[Opening THE DATA section]
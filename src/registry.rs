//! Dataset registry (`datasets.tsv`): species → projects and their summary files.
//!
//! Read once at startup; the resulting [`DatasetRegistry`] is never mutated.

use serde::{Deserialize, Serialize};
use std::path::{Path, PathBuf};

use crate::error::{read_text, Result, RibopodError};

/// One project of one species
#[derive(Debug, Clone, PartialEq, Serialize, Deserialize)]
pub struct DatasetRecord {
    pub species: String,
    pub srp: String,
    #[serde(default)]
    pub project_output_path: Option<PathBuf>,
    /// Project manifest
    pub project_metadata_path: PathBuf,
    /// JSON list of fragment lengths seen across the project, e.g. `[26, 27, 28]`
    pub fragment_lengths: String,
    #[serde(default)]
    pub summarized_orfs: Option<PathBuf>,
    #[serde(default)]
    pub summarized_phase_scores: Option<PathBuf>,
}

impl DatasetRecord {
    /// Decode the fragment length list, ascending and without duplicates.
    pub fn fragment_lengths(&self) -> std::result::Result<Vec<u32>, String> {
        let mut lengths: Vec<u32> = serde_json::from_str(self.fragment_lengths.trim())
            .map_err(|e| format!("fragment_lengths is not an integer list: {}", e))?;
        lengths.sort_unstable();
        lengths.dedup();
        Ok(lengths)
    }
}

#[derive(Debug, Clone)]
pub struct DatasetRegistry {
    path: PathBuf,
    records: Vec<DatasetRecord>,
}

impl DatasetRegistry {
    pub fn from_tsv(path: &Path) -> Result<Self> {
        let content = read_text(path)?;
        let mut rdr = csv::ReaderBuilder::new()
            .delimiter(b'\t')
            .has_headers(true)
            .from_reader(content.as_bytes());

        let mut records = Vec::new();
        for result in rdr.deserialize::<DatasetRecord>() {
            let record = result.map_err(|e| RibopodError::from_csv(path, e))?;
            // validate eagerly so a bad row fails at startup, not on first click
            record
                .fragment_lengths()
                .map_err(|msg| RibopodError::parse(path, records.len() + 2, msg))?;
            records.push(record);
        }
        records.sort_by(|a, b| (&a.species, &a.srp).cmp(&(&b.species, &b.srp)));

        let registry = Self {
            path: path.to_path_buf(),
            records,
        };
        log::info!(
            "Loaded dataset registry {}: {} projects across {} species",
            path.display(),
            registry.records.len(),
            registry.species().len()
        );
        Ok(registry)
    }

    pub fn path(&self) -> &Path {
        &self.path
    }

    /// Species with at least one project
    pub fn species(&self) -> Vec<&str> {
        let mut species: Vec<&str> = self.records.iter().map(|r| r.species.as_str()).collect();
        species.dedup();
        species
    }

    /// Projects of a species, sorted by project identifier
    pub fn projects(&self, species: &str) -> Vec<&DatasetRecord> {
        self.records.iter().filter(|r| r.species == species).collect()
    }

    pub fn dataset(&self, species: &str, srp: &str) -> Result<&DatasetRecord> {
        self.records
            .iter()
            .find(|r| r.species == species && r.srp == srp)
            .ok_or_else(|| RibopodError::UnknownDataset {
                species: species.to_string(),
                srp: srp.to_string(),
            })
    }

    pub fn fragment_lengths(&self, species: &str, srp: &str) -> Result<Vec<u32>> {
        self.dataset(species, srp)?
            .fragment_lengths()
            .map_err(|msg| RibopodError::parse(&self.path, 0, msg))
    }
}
[Closing THE DATA section]
[Opening THE DATA section]
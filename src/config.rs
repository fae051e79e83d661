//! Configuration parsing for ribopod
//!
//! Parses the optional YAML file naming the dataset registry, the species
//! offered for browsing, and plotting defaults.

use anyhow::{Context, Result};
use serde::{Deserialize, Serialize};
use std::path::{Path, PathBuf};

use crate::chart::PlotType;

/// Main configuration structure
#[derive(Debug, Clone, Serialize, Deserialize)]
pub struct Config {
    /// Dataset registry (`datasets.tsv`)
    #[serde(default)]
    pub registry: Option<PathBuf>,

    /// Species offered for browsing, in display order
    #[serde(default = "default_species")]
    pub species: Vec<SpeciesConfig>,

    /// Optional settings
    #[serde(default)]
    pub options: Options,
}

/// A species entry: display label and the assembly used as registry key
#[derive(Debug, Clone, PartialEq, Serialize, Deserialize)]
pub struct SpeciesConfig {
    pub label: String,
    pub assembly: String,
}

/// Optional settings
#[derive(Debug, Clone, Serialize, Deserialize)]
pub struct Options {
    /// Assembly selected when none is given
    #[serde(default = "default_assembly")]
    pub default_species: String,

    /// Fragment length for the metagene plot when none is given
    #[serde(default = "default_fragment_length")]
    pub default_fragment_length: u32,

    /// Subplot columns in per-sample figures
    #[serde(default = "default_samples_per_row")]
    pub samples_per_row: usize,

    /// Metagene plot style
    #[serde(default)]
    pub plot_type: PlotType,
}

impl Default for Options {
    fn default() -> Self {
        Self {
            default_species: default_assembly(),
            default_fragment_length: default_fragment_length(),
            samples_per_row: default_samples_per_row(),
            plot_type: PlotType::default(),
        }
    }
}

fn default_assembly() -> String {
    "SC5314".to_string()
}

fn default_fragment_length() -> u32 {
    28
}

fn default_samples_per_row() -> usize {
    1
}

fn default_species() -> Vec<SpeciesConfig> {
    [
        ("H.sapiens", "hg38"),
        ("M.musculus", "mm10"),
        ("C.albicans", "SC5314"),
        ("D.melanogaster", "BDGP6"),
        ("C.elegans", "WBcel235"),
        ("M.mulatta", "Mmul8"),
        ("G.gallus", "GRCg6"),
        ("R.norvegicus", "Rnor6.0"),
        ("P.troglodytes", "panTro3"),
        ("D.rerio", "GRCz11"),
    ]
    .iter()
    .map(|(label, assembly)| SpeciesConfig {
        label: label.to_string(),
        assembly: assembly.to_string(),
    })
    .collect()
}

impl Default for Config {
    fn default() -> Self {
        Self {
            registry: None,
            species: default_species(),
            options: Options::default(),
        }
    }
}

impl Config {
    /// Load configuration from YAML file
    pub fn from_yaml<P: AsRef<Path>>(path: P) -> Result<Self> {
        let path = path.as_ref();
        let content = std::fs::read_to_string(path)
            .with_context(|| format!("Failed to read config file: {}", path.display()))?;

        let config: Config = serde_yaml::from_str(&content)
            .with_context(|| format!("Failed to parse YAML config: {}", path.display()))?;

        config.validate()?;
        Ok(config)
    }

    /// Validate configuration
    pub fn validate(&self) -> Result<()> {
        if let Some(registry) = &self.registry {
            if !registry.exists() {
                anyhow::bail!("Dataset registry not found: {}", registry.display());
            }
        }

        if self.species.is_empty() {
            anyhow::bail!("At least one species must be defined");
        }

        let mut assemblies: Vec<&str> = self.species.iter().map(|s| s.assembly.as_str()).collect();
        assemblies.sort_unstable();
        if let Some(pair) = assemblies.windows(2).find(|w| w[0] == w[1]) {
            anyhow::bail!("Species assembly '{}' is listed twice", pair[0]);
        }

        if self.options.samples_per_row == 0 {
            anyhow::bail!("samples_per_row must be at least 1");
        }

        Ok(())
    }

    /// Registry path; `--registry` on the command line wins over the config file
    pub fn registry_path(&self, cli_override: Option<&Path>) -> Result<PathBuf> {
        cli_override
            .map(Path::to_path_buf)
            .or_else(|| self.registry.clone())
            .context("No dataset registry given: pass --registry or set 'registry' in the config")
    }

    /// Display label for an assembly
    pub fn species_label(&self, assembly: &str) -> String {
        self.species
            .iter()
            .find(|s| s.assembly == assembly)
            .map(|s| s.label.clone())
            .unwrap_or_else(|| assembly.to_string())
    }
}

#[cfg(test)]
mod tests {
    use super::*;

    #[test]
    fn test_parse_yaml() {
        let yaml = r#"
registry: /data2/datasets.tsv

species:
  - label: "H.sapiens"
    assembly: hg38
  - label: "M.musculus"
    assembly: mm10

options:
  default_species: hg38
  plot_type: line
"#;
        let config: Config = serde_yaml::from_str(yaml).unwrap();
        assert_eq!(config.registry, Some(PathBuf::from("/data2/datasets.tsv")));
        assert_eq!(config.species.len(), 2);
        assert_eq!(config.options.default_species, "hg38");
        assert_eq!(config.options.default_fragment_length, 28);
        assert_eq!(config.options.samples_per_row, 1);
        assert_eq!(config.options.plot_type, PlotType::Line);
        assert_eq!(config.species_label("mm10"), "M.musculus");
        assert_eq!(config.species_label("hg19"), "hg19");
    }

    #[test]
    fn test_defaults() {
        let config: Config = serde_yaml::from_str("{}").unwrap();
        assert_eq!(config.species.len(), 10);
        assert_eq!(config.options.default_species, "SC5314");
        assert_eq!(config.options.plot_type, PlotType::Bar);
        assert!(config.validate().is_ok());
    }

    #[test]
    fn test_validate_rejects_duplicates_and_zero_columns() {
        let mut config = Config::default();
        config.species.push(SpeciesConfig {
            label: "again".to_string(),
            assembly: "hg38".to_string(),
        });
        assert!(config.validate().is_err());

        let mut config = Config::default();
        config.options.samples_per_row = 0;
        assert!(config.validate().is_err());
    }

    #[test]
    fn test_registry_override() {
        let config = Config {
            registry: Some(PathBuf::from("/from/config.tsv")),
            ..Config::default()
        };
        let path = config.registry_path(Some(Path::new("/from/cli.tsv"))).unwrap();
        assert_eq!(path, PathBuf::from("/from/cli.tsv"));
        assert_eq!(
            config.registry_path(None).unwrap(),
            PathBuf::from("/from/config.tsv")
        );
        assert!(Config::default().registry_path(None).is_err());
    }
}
[Closing THE DATA section]
▸ ASSIGNMENT
Once you have counted every line above that contains the string "Failed", give that number and nothing more.

▸ ANSWER
2